Your goal: Take the data below and filter it for lines containing the word "Timestamp"; show each line found.
Records supplied section start
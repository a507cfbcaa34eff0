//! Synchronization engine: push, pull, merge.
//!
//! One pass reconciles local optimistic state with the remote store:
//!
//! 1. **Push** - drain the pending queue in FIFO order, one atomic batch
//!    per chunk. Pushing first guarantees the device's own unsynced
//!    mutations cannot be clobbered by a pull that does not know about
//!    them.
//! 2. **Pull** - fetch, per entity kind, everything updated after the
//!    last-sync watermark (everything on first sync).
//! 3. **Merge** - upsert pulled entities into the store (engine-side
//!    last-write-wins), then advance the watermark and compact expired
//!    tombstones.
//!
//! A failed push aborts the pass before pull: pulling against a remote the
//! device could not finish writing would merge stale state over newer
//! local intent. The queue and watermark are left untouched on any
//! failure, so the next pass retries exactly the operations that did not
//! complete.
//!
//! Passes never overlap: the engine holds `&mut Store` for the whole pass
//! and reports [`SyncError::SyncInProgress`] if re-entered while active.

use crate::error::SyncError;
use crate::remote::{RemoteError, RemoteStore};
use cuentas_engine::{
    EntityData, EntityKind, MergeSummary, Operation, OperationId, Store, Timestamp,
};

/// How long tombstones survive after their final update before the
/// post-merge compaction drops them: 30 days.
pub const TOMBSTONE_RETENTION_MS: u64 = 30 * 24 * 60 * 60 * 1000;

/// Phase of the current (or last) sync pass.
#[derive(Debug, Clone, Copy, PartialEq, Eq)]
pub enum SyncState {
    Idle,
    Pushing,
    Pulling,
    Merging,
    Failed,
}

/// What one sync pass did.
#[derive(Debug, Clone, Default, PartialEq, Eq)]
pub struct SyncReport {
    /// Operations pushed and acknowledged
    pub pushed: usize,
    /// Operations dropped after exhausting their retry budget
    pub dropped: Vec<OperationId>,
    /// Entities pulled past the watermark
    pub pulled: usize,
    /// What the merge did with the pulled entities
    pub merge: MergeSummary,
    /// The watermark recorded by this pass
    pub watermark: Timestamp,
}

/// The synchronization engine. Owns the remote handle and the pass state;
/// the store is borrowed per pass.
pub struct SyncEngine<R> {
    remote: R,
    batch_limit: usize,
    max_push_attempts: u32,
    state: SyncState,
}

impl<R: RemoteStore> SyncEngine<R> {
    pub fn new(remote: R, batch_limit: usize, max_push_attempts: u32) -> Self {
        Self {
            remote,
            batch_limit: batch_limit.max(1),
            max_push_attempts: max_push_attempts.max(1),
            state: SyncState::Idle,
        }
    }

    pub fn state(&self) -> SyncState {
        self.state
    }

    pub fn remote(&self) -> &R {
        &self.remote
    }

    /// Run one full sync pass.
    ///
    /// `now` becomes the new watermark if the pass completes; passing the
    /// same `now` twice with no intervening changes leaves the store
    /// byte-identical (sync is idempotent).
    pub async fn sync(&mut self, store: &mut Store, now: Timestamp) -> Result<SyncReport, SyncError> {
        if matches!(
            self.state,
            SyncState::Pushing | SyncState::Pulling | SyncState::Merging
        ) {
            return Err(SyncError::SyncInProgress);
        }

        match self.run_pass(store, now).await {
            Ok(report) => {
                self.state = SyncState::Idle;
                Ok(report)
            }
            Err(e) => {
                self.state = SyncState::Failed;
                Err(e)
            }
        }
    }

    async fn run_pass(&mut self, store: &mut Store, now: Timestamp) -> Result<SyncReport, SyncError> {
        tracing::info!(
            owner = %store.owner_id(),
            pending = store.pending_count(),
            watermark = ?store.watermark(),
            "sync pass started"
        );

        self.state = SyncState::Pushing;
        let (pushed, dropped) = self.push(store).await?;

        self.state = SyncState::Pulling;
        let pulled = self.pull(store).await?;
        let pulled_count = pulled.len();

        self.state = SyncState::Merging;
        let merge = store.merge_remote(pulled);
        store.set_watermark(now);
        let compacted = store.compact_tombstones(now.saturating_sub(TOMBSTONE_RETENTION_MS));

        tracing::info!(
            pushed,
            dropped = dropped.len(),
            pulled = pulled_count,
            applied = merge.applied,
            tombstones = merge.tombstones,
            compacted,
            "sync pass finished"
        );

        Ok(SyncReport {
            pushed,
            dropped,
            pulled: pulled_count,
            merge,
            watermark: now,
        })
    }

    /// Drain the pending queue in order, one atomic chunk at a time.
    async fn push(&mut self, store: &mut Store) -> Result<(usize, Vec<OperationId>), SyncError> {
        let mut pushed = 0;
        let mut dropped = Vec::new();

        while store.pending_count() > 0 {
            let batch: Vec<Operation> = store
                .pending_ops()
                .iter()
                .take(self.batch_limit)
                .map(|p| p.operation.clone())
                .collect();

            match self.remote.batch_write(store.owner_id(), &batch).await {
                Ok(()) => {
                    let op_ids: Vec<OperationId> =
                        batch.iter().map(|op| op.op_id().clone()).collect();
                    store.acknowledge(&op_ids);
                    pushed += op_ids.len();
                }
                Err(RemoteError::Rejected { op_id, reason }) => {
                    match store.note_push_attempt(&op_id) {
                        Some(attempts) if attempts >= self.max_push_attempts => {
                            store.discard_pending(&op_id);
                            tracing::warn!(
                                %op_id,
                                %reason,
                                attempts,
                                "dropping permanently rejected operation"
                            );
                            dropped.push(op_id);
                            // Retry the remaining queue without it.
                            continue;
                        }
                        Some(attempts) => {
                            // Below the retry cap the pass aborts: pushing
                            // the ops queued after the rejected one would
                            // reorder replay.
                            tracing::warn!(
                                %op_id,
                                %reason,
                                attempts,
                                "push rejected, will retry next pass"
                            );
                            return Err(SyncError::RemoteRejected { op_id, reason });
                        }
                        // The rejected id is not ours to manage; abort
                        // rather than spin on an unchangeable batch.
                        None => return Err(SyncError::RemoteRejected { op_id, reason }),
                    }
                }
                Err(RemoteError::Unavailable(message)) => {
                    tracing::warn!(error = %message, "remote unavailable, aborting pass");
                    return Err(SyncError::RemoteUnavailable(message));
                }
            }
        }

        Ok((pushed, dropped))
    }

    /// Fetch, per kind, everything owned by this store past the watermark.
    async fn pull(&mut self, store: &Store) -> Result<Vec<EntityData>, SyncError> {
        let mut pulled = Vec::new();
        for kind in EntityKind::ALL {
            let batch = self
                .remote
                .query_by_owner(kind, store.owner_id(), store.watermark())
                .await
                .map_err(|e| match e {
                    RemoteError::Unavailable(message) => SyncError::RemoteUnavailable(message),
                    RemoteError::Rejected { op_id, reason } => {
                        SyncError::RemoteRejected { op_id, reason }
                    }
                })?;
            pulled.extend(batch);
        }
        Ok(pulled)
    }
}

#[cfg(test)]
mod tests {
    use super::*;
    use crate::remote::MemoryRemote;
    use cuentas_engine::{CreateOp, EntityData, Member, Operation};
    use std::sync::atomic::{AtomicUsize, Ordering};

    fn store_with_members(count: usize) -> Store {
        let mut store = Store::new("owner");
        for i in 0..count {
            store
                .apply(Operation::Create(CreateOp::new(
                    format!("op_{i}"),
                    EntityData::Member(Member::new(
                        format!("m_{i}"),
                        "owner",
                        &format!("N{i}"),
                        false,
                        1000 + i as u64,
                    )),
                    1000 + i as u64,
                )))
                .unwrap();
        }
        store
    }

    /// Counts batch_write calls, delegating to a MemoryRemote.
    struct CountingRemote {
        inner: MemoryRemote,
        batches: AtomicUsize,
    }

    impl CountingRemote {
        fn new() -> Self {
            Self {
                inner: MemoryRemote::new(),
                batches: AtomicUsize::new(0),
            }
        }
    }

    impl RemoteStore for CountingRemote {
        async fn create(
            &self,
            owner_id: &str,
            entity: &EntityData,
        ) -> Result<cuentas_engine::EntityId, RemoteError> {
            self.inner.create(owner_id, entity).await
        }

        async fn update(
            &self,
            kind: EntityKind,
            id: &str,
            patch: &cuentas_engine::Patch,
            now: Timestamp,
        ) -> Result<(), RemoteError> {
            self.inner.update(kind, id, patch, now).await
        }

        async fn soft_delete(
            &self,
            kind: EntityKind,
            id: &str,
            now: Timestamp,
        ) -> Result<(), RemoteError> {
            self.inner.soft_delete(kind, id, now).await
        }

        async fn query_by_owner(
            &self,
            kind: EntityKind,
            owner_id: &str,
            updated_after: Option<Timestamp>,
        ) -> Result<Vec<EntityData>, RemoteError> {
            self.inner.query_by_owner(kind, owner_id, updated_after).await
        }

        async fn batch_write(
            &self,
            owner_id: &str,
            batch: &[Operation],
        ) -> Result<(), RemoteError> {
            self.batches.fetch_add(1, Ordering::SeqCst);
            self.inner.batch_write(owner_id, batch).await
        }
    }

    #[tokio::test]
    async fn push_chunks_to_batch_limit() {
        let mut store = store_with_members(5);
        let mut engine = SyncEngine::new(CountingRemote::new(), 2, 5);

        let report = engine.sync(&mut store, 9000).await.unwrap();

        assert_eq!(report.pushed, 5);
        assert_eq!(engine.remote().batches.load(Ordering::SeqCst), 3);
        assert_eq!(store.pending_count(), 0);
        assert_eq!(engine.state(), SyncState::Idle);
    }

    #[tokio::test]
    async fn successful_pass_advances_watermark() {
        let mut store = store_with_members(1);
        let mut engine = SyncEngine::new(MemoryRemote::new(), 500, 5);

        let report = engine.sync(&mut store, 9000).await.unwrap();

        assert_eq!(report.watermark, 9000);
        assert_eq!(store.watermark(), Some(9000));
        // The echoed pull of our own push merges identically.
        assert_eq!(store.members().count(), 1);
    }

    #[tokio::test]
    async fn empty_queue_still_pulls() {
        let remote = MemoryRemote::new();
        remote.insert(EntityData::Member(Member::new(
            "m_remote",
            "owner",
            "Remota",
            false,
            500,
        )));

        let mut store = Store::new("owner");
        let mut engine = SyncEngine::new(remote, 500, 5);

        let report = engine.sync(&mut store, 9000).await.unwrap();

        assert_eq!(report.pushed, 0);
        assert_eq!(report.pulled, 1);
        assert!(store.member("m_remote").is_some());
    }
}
Records supplied section end
Answer area:
    EntityData, EntityKind, MergeSummary, Operation, OperationId, Store, Timestamp,
    pub watermark: Timestamp,
    pub async fn sync(&mut self, store: &mut Store, now: Timestamp) -> Result<SyncReport, SyncError> {
    async fn run_pass(&mut self, store: &mut Store, now: Timestamp) -> Result<SyncReport, SyncError> {
            now: Timestamp,
            now: Timestamp,
            updated_after: Option<Timestamp>,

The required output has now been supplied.